REQUIREMENT:
Scan the material below for "Result", then return each line that contains it.

INPUT:

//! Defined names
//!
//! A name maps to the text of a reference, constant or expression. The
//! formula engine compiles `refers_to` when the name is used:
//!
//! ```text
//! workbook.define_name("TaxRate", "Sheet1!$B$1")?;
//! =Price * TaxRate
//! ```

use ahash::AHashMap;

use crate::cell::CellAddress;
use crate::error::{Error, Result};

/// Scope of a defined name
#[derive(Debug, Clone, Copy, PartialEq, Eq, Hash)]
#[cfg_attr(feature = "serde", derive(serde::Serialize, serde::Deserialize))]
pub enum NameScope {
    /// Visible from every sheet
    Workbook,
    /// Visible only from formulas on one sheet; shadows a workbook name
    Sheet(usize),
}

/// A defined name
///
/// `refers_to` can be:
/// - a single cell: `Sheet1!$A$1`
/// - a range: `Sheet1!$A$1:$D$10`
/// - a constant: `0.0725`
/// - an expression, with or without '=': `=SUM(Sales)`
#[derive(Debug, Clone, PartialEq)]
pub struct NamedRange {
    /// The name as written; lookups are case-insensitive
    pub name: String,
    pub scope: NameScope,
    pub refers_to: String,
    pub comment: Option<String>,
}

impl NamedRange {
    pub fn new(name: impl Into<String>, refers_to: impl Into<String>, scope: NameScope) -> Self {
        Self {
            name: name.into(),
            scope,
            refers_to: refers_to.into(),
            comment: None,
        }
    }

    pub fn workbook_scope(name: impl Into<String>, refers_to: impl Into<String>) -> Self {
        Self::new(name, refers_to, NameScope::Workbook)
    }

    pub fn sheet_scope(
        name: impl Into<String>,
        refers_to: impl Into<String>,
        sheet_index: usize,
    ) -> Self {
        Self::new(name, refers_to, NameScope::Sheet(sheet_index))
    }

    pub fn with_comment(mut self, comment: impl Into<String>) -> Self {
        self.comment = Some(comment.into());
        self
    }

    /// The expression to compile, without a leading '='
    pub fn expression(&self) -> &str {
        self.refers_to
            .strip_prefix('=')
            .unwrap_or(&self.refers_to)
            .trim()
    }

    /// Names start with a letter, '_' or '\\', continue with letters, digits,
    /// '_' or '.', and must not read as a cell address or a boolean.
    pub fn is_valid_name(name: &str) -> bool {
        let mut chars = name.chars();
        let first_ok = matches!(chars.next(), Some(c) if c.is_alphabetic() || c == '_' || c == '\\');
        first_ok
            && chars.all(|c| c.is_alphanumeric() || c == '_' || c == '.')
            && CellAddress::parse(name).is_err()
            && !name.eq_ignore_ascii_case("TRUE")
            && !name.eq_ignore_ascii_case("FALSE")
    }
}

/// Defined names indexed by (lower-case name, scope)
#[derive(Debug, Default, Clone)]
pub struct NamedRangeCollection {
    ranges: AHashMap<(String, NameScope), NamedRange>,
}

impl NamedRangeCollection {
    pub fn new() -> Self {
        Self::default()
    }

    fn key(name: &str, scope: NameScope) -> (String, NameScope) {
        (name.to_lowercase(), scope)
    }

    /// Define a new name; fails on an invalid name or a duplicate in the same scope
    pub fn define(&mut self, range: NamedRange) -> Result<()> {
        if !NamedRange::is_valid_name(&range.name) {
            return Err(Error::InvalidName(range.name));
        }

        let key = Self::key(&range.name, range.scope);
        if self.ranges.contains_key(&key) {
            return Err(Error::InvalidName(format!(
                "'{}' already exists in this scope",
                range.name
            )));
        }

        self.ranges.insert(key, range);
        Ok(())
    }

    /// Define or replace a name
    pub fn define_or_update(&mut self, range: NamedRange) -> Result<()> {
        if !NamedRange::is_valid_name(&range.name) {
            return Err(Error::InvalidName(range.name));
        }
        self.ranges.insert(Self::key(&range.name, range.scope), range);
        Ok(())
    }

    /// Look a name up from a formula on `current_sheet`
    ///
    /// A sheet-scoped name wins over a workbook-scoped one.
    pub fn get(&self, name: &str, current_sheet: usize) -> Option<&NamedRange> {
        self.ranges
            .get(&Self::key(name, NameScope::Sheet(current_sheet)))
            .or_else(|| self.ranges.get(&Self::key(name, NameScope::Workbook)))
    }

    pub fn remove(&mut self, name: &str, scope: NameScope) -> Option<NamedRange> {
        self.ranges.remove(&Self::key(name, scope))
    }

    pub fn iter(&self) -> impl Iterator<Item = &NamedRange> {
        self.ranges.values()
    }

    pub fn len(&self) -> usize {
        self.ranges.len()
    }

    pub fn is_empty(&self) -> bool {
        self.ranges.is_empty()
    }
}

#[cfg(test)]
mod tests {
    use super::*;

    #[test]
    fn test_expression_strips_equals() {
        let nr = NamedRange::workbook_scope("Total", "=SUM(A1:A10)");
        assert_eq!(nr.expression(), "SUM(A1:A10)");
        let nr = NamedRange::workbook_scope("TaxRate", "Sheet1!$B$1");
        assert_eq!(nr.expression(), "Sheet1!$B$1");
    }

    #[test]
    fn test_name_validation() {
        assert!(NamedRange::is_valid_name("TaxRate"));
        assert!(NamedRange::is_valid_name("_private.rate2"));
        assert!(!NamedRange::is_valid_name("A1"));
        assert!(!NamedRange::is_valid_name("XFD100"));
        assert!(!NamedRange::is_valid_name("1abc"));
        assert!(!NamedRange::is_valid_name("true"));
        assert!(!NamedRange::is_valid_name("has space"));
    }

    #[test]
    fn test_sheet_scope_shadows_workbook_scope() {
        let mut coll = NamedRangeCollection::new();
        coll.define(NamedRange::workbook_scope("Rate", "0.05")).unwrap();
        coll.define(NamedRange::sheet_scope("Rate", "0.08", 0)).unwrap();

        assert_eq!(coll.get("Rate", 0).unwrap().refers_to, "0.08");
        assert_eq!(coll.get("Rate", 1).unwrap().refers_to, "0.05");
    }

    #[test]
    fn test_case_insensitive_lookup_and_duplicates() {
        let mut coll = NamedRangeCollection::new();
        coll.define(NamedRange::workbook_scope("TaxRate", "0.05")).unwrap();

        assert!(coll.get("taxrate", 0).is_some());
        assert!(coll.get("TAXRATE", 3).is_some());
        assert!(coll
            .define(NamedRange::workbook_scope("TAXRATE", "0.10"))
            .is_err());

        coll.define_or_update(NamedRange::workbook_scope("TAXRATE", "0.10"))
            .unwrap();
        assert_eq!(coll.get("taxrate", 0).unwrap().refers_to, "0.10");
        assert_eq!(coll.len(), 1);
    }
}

...

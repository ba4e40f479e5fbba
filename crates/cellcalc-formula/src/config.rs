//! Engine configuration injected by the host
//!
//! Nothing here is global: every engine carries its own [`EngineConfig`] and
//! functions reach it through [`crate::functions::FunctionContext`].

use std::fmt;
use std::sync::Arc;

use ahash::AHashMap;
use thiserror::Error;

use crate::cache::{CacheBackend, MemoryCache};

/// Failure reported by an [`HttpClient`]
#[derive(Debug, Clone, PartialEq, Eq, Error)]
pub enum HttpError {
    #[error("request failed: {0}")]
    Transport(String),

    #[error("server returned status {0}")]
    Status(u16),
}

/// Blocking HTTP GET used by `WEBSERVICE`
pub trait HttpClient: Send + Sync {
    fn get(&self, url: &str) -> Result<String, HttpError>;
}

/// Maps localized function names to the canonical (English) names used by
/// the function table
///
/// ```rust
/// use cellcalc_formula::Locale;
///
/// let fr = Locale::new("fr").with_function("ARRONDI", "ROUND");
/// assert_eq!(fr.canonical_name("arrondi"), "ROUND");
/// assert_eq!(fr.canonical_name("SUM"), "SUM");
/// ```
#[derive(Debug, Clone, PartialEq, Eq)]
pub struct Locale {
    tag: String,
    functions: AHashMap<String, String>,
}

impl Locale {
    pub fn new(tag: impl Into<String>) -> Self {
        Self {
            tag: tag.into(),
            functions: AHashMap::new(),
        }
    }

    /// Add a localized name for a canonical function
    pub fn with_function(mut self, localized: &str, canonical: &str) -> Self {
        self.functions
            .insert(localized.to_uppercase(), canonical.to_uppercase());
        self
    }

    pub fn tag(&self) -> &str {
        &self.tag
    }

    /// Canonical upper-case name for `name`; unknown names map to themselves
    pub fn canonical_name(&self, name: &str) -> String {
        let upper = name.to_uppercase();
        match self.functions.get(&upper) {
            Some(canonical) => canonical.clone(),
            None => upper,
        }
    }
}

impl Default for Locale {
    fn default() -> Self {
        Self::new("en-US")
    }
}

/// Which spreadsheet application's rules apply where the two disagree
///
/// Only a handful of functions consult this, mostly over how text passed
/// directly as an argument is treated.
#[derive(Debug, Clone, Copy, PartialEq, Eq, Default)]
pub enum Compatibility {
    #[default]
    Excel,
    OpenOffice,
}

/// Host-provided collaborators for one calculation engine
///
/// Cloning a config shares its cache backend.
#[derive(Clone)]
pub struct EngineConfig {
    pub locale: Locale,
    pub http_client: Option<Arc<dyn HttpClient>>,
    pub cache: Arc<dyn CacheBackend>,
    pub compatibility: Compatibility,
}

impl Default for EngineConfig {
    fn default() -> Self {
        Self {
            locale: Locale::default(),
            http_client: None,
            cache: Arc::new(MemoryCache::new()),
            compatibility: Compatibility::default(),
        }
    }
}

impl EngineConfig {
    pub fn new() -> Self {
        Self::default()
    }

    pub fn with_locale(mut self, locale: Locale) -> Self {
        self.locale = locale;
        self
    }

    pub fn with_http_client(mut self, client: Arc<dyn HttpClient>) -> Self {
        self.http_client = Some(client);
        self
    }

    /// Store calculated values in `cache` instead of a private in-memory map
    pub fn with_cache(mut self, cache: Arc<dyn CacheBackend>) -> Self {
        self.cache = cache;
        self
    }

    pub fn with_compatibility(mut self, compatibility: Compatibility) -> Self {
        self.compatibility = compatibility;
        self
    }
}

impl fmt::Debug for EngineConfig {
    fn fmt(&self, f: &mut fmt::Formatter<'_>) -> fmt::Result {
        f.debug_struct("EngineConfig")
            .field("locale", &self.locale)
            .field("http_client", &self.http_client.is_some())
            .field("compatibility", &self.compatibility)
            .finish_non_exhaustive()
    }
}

EXPECTED OUTPUT:
use crate::error::{Error, Result};
    pub fn define(&mut self, range: NamedRange) -> Result<()> {
    pub fn define_or_update(&mut self, range: NamedRange) -> Result<()> {
    fn get(&self, url: &str) -> Result<String, HttpError>;
    fn fmt(&self, f: &mut fmt::Formatter<'_>) -> fmt::Result {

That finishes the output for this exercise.